_Work order_
Pick out the lines below that contain the string "source" and copy them all.

Start of Data in this exercise

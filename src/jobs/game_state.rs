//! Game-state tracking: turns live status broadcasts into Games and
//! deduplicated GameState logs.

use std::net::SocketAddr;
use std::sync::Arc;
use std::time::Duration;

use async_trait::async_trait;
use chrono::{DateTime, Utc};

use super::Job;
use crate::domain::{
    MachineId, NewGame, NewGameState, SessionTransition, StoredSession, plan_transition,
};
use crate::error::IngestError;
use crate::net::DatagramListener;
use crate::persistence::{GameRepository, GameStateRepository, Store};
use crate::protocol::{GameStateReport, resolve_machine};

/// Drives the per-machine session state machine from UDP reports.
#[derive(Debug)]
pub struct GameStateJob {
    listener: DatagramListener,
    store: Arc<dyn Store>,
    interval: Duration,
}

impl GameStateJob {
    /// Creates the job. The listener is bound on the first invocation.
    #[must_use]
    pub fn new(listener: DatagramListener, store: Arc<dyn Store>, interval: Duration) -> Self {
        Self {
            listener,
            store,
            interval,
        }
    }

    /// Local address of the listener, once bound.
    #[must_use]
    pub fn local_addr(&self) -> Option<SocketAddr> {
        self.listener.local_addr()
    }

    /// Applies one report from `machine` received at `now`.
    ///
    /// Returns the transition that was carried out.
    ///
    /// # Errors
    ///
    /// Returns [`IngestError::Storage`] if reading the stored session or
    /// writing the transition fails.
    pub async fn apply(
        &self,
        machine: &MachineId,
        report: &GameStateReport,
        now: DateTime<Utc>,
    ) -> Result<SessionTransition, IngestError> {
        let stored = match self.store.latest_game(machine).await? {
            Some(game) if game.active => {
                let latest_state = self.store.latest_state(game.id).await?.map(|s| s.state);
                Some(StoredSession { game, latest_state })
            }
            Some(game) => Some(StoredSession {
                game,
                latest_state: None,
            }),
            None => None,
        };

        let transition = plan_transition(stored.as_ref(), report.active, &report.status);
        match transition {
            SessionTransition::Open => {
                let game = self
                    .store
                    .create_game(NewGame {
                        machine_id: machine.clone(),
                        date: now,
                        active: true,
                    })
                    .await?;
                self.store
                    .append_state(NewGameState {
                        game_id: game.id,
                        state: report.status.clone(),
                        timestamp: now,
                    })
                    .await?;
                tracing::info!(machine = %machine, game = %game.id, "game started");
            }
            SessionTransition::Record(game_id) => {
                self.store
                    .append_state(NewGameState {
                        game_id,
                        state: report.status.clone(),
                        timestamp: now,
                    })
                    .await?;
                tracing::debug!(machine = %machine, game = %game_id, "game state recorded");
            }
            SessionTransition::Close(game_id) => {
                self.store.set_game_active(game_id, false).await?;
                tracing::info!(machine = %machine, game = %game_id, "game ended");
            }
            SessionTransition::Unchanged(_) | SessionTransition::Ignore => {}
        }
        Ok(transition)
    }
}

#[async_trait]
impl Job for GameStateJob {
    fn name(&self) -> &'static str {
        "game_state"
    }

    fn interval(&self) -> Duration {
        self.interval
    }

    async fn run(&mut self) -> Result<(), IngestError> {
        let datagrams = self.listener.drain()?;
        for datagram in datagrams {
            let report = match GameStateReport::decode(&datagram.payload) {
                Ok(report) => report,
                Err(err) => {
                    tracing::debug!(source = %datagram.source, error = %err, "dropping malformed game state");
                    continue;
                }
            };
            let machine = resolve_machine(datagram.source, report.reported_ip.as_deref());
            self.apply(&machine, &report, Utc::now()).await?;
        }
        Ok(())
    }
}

End of Data in this exercise
Start of Data in this exercise

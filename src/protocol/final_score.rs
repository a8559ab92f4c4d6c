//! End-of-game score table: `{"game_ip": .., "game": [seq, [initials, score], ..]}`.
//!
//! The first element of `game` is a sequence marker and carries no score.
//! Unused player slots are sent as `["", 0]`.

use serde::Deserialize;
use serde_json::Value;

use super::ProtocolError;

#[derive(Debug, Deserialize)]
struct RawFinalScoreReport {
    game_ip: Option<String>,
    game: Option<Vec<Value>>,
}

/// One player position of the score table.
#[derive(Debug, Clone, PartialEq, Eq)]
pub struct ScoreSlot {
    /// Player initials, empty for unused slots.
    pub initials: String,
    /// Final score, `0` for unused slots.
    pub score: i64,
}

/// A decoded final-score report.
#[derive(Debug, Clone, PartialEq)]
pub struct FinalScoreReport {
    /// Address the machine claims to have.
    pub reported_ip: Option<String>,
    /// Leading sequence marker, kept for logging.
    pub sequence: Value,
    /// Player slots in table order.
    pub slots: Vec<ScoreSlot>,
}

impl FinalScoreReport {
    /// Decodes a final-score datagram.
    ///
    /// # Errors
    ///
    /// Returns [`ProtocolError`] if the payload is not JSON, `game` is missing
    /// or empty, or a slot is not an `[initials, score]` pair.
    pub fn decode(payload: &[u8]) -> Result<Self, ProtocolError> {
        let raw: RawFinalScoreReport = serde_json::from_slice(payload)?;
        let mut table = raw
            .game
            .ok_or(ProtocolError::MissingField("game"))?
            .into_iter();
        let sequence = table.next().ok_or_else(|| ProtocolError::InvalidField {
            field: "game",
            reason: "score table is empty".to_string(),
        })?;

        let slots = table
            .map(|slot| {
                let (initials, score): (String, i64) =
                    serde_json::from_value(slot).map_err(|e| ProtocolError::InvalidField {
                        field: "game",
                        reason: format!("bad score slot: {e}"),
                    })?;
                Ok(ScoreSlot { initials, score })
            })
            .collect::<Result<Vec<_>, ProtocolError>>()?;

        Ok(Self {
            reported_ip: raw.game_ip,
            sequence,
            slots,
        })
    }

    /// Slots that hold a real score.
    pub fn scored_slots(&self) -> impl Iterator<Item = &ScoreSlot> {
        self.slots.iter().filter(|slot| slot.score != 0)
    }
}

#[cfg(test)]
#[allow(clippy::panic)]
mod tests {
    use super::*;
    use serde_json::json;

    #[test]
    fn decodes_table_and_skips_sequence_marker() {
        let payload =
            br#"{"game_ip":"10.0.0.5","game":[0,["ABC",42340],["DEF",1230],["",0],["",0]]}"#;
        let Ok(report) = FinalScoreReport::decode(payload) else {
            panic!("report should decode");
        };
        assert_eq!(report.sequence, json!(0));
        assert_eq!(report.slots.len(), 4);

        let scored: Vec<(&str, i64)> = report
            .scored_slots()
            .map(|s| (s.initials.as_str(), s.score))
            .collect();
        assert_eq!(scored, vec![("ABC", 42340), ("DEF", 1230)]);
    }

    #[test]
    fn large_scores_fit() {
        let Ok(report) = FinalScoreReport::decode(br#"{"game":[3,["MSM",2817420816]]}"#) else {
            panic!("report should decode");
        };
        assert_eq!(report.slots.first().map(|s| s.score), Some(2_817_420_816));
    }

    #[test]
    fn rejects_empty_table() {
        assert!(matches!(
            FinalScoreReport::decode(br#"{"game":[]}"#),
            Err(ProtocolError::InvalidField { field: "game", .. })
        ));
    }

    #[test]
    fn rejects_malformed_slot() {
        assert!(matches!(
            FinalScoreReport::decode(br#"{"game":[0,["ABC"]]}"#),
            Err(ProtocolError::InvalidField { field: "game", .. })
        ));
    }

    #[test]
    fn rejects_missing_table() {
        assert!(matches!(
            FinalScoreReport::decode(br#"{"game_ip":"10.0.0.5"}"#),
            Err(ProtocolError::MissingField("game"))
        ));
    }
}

End of Data in this exercise

_Answer to this exercise_
                    tracing::debug!(source = %datagram.source, error = %err, "dropping malformed game state");
            let machine = resolve_machine(datagram.source, report.reported_ip.as_deref());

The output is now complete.